An Australian unit of Singapore-based Frasers Property Ltd secured A$600mn ($428mn) via a five-year syndicated loan late last month, in the first such deal signed Down Under. It’s offering a margin of 135 basis points over the base rate, and that can drop by as much as 5 basis points from the second year if it keeps a top score on its sustainability performance – things like energy efficiency and recycling – from a consultancy, according to people familiar with the matter.
The market for sustainable finance has lagged in Asia due in part to reliance on coal in some countries, but it’s been surging globally. For lenders, such deals allow them to get more environmentally and socially conscious assets on their balance sheets as they face regulatory and shareholder pressure to do so. For borrowers, loans tied to measurable sustainability metrics promise to reduce borrowing costs if targets are met.

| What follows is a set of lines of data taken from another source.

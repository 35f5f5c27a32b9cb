//! The workbook oracle.
//!
//! Every figure shown by the application comes out of an external workbook
//! whose formulas are evaluated elsewhere. This module only defines how cells
//! are addressed and answered; it never evaluates anything.

use std::collections::HashMap;

use crate::cell::{CellAddress, CellValue};
use crate::error::{AppError, Result};

/// Cell-level access to an opened workbook.
///
/// Implementations are driven from a single thread only and are not required
/// to be `Sync`.
pub trait WorkbookOracle: Send {
    /// Display name of the workbook, usually its file name.
    fn name(&self) -> &str;

    fn sheet_names(&self) -> Vec<String>;

    /// Evaluated value of a cell. Empty cells answer `CellValue::Empty`.
    fn read(&self, sheet: &str, address: CellAddress) -> Result<CellValue>;

    fn write(&mut self, sheet: &str, address: CellAddress, value: CellValue) -> Result<()>;

    /// Makes `sheet` the active one. Purely cosmetic for headless oracles,
    /// but fails on unknown sheets.
    fn activate(&mut self, sheet: &str) -> Result<()>;

    /// Releases the underlying resources. Further calls may fail.
    fn close(&mut self) {}
}

#[derive(Clone, Debug, Default)]
struct Sheet {
    name: String,
    cells: HashMap<CellAddress, CellValue>,
}

/// A workbook held entirely in memory.
///
/// Sheet lookup is case-insensitive, like the spreadsheet applications the
/// workbooks are authored in.
#[derive(Clone, Debug, Default)]
pub struct MemoryWorkbook {
    name: String,
    sheets: Vec<Sheet>,
    active: usize,
}

impl MemoryWorkbook {
    pub fn new(name: impl Into<String>) -> Self {
        MemoryWorkbook {
            name: name.into(),
            sheets: Vec::new(),
            active: 0,
        }
    }

    /// Adds an empty sheet if none with that name exists yet.
    pub fn add_sheet(&mut self, name: &str) -> &mut Self {
        if self.sheet_index(name).is_none() {
            self.sheets.push(Sheet {
                name: name.to_string(),
                cells: HashMap::new(),
            });
        }
        self
    }

    /// Builder-style setter used by tests and by the file loader.
    /// Creates the sheet on demand.
    pub fn with_cell(mut self, sheet: &str, address: &str, value: impl Into<CellValue>) -> Self {
        self.put(sheet, address, value);
        self
    }

    /// Sets a cell by A1 name, creating the sheet on demand. Malformed
    /// addresses are ignored.
    pub fn put(&mut self, sheet: &str, address: &str, value: impl Into<CellValue>) {
        let Some(address) = CellAddress::parse(address) else {
            log::warn!("ignoring malformed address '{}' on sheet '{}'", address, sheet);
            return;
        };
        self.put_at(sheet, address, value.into());
    }

    pub fn put_at(&mut self, sheet: &str, address: CellAddress, value: CellValue) {
        self.add_sheet(sheet);
        if let Some(idx) = self.sheet_index(sheet) {
            let cells = &mut self.sheets[idx].cells;
            if value.is_empty() {
                cells.remove(&address);
            } else {
                cells.insert(address, value);
            }
        }
    }

    pub fn active_sheet(&self) -> Option<&str> {
        self.sheets.get(self.active).map(|s| s.name.as_str())
    }

    fn sheet_index(&self, name: &str) -> Option<usize> {
        self.sheets
            .iter()
            .position(|s| s.name.eq_ignore_ascii_case(name))
    }

    fn sheet(&self, name: &str) -> Result<&Sheet> {
        self.sheet_index(name)
            .map(|idx| &self.sheets[idx])
            .ok_or_else(|| AppError::SheetNotFound(name.to_string()))
    }
}

impl WorkbookOracle for MemoryWorkbook {
    fn name(&self) -> &str {
        &self.name
    }

    fn sheet_names(&self) -> Vec<String> {
        self.sheets.iter().map(|s| s.name.clone()).collect()
    }

    fn read(&self, sheet: &str, address: CellAddress) -> Result<CellValue> {
        let sheet = self.sheet(sheet)?;
        Ok(sheet.cells.get(&address).cloned().unwrap_or_default())
    }

    fn write(&mut self, sheet: &str, address: CellAddress, value: CellValue) -> Result<()> {
        let idx = self
            .sheet_index(sheet)
            .ok_or_else(|| AppError::SheetNotFound(sheet.to_string()))?;
        let cells = &mut self.sheets[idx].cells;
        if value.is_empty() {
            cells.remove(&address);
        } else {
            cells.insert(address, value);
        }
        Ok(())
    }

    fn activate(&mut self, sheet: &str) -> Result<()> {
        self.active = self
            .sheet_index(sheet)
            .ok_or_else(|| AppError::SheetNotFound(sheet.to_string()))?;
        Ok(())
    }

    fn close(&mut self) {
        self.sheets.clear();
        self.active = 0;
    }
}
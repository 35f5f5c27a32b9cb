use std::path::PathBuf;
use thiserror::Error;

use crate::form::FormError;

/// Errors raised while driving the workbook, the history file or the web view.
#[derive(Debug, Error)]
pub enum AppError {
    #[error("no workbook is open")]
    NoWorkbookOpen,

    #[error("sheet '{0}' not found in workbook")]
    SheetNotFound(String),

    #[error("invalid cell address '{0}'")]
    InvalidAddress(String),

    #[error("unsupported file type: {}", .0.display())]
    UnsupportedFile(PathBuf),

    #[error("failed to read workbook: {0}")]
    Workbook(#[from] calamine::Error),

    #[error("failed to write spreadsheet: {0}")]
    XlsxWrite(#[from] rust_xlsxwriter::XlsxError),

    #[error("csv export failed: {0}")]
    Csv(#[from] csv::Error),

    #[error(transparent)]
    Io(#[from] std::io::Error),

    #[error(transparent)]
    Form(#[from] FormError),

    #[error("the foreground worker is not running")]
    ForegroundUnavailable,

    #[error("this build has no web view")]
    WebUnavailable,
}

pub type Result<T> = std::result::Result<T, AppError>;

Globally, sustainability-linked loans surged almost seven-fold in 2018 to $34.7bn, according to Bloomberg NEF. Such deals and green loans came to $2.79bn in Asia-Pacific last year, still tiny compared with the region’s total syndicated loan volume of $697bn, Bloomberg-compiled data show. Green loans raise cash for specific environmental projects or assets, whereas sustainability loans let companies use the cash raised for anything they want covering a broader range of issues besides the environment such as social equality, governance and promoting health.
“There increasingly will be lenders who are in this space and willing to incentivise their
own customer base to accept lending on favourable terms for doing favourable activities,” said Katharine Tapley, the head of sustainable finance at Australia & New Zealand Banking Group Ltd in Sydney.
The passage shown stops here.